- _WORK ITEM_: A complete answer lists every line of the entries below where the string "status" appears.

━━━━━ PROVIDED RECORDS ━━━━━

//! `ShowSync` beacon service library.
//!
//! The beacon keeps a single [`PlaybackSnapshot`](showsync_types::PlaybackSnapshot)
//! current by polling the show controller's status API, and fans every
//! refresh out to all connected listener `WebSocket` sessions. Listeners run
//! a ping/pong clock-offset protocol over the same socket, may ask the
//! host to step its system clock, and submit sync-quality telemetry that
//! lands in a rotating log file.
//!
//! # Architecture
//!
//! ```text
//! controller HTTP API --> poller --> AppState snapshot --> hub fan-out --> sessions
//!                                                          sessions --> telemetry log
//! ```
//!
//! The poller is the sole writer of the snapshot. The hub's registry is
//! the single source of truth for fan-out targets, and a stalled session
//! can never delay delivery to a healthy one: frames are offered to each
//! session's bounded queue without blocking, and sessions that cannot
//! keep up are dropped.

pub mod audio;
pub mod clock;
pub mod config;
pub mod handlers;
pub mod hub;
pub mod poller;
pub mod router;
pub mod server;
pub mod state;
pub mod status;
pub mod telemetry;
pub mod ws;

// Re-export primary types for convenience.
pub use config::{BeaconConfig, ConfigError};
pub use router::build_router;
pub use server::{ServerError, start_server};
pub use state::AppState;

━━━━━

- _TASK OUTPUT_:
//! current by polling the show controller's status API, and fans every
pub mod status;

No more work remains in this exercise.